Disclaimer: This article may contain the personal views and opinions of the author.
Judge Aileen Cannon, a Trump-appointed judge, just helped out President Trump.
She granted a request from Trump for a special master to review the items seized in the FBI’s raid on his Mar-A-Lago home.
The ruling will halt all reviews of the documents seized by the Department of Justice in its criminal investigation of Trump allegedly having classified documents and obstruction.
According to CNN, the ruling “orders a third-party attorney, from outside the government, be brought in to review the materials that were taken from Trump’s home and resort in Florida.”
“It also halts the Justice Department from continuing its review of the materials seized from Mar-a-Lago “pending completion of the special master’s review or further Court order.”
“Trump’s lawyers argued that a special master was needed because they don’t trust the Justice Department to fairly identify privileged materials that would need to be excluded from the ongoing criminal probe,” CNN said.
It is being reported that the Justice Department will file an appeal in the Eleventh Circuit to challenge the granting of a special master.
A special master is a court-appointed arbiter who would review the documents seized by the FBI from Trump’s estate on August 8.
Fox News reported:
On that point, it is curious that the former president did not seek the special master by filing a motion before Reinhart. One also wonders why, rather than appointing an outside lawyer (one who would have to have a high-security clearance to perform the special master duties in a case involving seizures of highly classified intelligence), Judge Cannon did not give the assignment to either Reinhart or one of the 15 other magistrate judges who sit in the Southern District of Florida.
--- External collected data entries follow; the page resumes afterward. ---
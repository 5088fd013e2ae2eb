// src/log.rs
//
// Subscriber setup for the logf!/logd!/logw!/loge! macros (see macros.rs).
// Library code only emits events; the binary decides where they go.

use std::fs::{self, OpenOptions};
use std::path::Path;
use std::sync::Mutex;

use tracing_subscriber::EnvFilter;

use crate::error::Result;

const DEFAULT_FILTER: &str = "info";

/// Install the global fmt subscriber.
///
/// `RUST_LOG` wins over `default_level`. With `log_file` set, lines are appended to
/// that file (parent directories created) instead of stderr.
pub fn init(default_level: Option<&str>, log_file: Option<&Path>) -> Result<()> {
    let filter = EnvFilter::try_from_default_env()
        .unwrap_or_else(|_| EnvFilter::new(default_level.unwrap_or(DEFAULT_FILTER)));

    let builder = tracing_subscriber::fmt()
        .with_env_filter(filter)
        .with_target(false);

    // try_init: a subscriber may already be installed (tests)
    match log_file {
        Some(path) => {
            if let Some(parent) = path.parent() {
                if !parent.as_os_str().is_empty() {
                    fs::create_dir_all(parent)?;
                }
            }
            let file = OpenOptions::new().create(true).append(true).open(path)?;
            let _ = builder
                .with_ansi(false)
                .with_writer(Mutex::new(file))
                .try_init();
        }
        None => {
            let _ = builder.with_writer(std::io::stderr).try_init();
        }
    }
    Ok(())
}
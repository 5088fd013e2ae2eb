// src/store.rs
//
// Partitioned, append-only columnar record store:
//
//   {root}/parent_cik={issuer}/part-00000.parquet
//                              part-00001.parquet ...
//
// Each part file is written once (tempfile in the partition dir, then renamed)
// and never touched again. Columns are `merge::COLUMNS` plus the row hash.

use std::collections::BTreeSet;
use std::fs::{self, File};
use std::path::{Path, PathBuf};
use std::sync::Arc;

use arrow_array::{Array, ArrayRef, BooleanArray, Date32Array, Float64Array, Int64Array, RecordBatch, StringArray};
use arrow_schema::{ArrowError, DataType, Field, Schema, SchemaRef};
use chrono::{Datelike, NaiveDate};
use parquet::arrow::arrow_reader::ParquetRecordBatchReaderBuilder;
use parquet::arrow::ArrowWriter;
use tempfile::NamedTempFile;

use crate::config::consts::PARTITION_KEY;
use crate::error::{Error, Result};
use crate::merge::{COLUMNS, HASH_COLUMN};
use crate::model::{EnrichedRecord, FilingId, IssuerId, TransactionRecord};

const PART_PREFIX: &str = "part-";
const PART_EXT: &str = ".parquet";

// 1970-01-01 counted from 0001-01-01 (day 1)
const EPOCH_DAYS_FROM_CE: i32 = 719_163;

const FLAG_COLUMNS: [&str; 5] = ["is_director", "is_officer", "is_ten_percent_owner", "is_other", "equity_swap"];
const SHARE_COLUMNS: [&str; 2] = ["shares", "shares_owned_following_transaction"];
const DATE_COLUMN: &str = "transaction_date";
const KEY_COLUMN: &str = "parent_cik";
const FIRST_PRICE_COLUMN: usize = 21;

/// One persisted row and its stored hash.
#[derive(Clone, Debug, PartialEq)]
pub struct StoredRow {
    pub record: EnrichedRecord,
    pub hash: String,
}

#[derive(Clone, Debug)]
pub struct PartitionStore {
    root: PathBuf,
}

impl PartitionStore {
    pub fn new(root: impl Into<PathBuf>) -> Self {
        Self { root: root.into() }
    }

    pub fn partition_dir(&self, issuer: &IssuerId) -> PathBuf {
        self.root.join(format!("{PARTITION_KEY}={issuer}"))
    }

    /// Part files of a partition in write order. Missing partition → empty.
    pub fn part_files(&self, issuer: &IssuerId) -> Result<Vec<PathBuf>> {
        let dir = self.partition_dir(issuer);
        if !dir.exists() {
            return Ok(Vec::new());
        }
        let entries = fs::read_dir(&dir).map_err(|e| Error::storage(&dir, e.to_string()))?;
        let mut parts = Vec::new();
        for entry in entries {
            let path = entry.map_err(|e| Error::storage(&dir, e.to_string()))?.path();
            if part_index(&path).is_some() {
                parts.push(path);
            }
        }
        parts.sort_by_key(|p| part_index(p));
        Ok(parts)
    }

    /// Every row of the issuer's partition. Any unreadable or malformed part is fatal.
    pub fn read_partition(&self, issuer: &IssuerId) -> Result<Vec<StoredRow>> {
        let mut out = Vec::new();
        for path in self.part_files(issuer)? {
            read_part(&path, &mut out)?;
        }
        Ok(out)
    }

    /// Filing ids already represented in the issuer's partition.
    pub fn seen_filings(&self, issuer: &IssuerId) -> Result<BTreeSet<FilingId>> {
        let seen: BTreeSet<FilingId> = self
            .read_partition(issuer)?
            .iter()
            .filter(|r| r.record.issuer() == issuer)
            .filter_map(|r| r.record.tx.filing_id())
            .collect();
        logd!("CIK: '{issuer}'| {} filings already stored", seen.len());
        Ok(seen)
    }

    /// Write `rows` as the next part file. Returns its path.
    pub fn append(&self, issuer: &IssuerId, rows: &[(String, EnrichedRecord)]) -> Result<PathBuf> {
        let dir = self.partition_dir(issuer);
        fs::create_dir_all(&dir).map_err(|e| Error::storage(&dir, e.to_string()))?;

        let next = self
            .part_files(issuer)?
            .iter()
            .filter_map(|p| part_index(p))
            .max()
            .map_or(0, |n| n + 1);
        let target = dir.join(format!("{PART_PREFIX}{next:05}{PART_EXT}"));

        let batch = to_batch(rows).map_err(|e| Error::storage(&target, e.to_string()))?;
        let tmp = NamedTempFile::new_in(&dir).map_err(|e| Error::storage(&dir, e.to_string()))?;
        let mut writer = ArrowWriter::try_new(tmp.as_file(), batch.schema(), None)
            .map_err(|e| Error::storage(&target, e.to_string()))?;
        writer.write(&batch).map_err(|e| Error::storage(&target, e.to_string()))?;
        writer.close().map_err(|e| Error::storage(&target, e.to_string()))?;

        tmp.as_file().sync_all()?;
        tmp.persist_noclobber(&target)
            .map_err(|e| Error::storage(&target, e.error.to_string()))?;
        Ok(target)
    }
}
// src/specs/listing.rs
//! Scraping *spec* for an issuer's archive directory listing
//! (`/Archives/edgar/data/{cik}/`).
//!
//! The listing is a three-column table (Name | Size | Last Modified) whose
//! `summary` attribute names the directory. Every row with at least two cells
//! is a filing folder: the id is the last segment of the first anchor in cell 0,
//! the date is the day part of cell 2.

use std::collections::BTreeSet;

use chrono::NaiveDate;

use crate::config::consts::ARCHIVE_PATH;
use crate::core::html::{self, hrefs, last_segment, strip_tags, table_rows};
use crate::model::{parse_day_prefix, DateWindow, FilingId, IssuerId};

#[derive(Clone, Debug, PartialEq, Eq)]
pub struct ListingRow {
    pub id: FilingId,
    pub date: Option<NaiveDate>,
}

pub fn summary_for(path_tail: &str) -> String {
    format!("Directory Listing for {ARCHIVE_PATH}{path_tail}")
}

pub fn parse(doc: &str, issuer: &IssuerId) -> Vec<ListingRow> {
    let summary = summary_for(issuer.as_str());
    let Some(table) = html::table_with_attrs(doc, &[("summary", summary.as_str())]) else {
        logd!("CIK: '{issuer}'| no directory listing table");
        return Vec::new();
    };

    let mut out = Vec::new();
    for cells in table_rows(table) {
        if cells.len() < 2 {
            continue;
        }
        let Some(href) = hrefs(cells[0]).into_iter().next() else { continue };
        let id = last_segment(&href);
        if id.is_empty() {
            continue;
        }
        let date = cells.get(2).and_then(|c| parse_day_prefix(&strip_tags(c)));
        out.push(ListingRow { id: FilingId::new(id), date });
    }
    out
}

/// Ids of rows inside the window (all rows without one). Undated rows never match a window.
pub fn select(rows: &[ListingRow], window: Option<&DateWindow>) -> BTreeSet<FilingId> {
    rows.iter()
        .filter(|r| match (window, r.date) {
            (None, _) => true,
            (Some(w), Some(d)) => w.contains(d),
            (Some(_), None) => {
                logd!("listing row {} has no parseable date; excluded by window", r.id);
                false
            }
        })
        .map(|r| r.id.clone())
        .collect()
}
Trump has colorably suggested that Reinhart is biased against him (because he recused himself from another litigation involving Trump). For its part, the Justice Department did not propose that the matter be referred to Reinhart or a different magistrate (because it believes the privilege-review process it unilaterally implemented, pursuant to Reinhart’s authorization, is sufficient). So the dispute has come down to whether a special master should be appointed, without much thought about other possible options.
The major controversy in the case, and what will likely drive DOJ to appeal, involves executive privilege.
Executive privilege is the power presidents have asserted to withhold information from Congress and the courts on the grounds that secrecy is essential sometimes in being president and certain presidential duties.
The Justice Department doesn’t agree that Trump can use executive privilege in this matter. They argue that a former president cannot assert the privilege against the very branch of government it is intended to protect.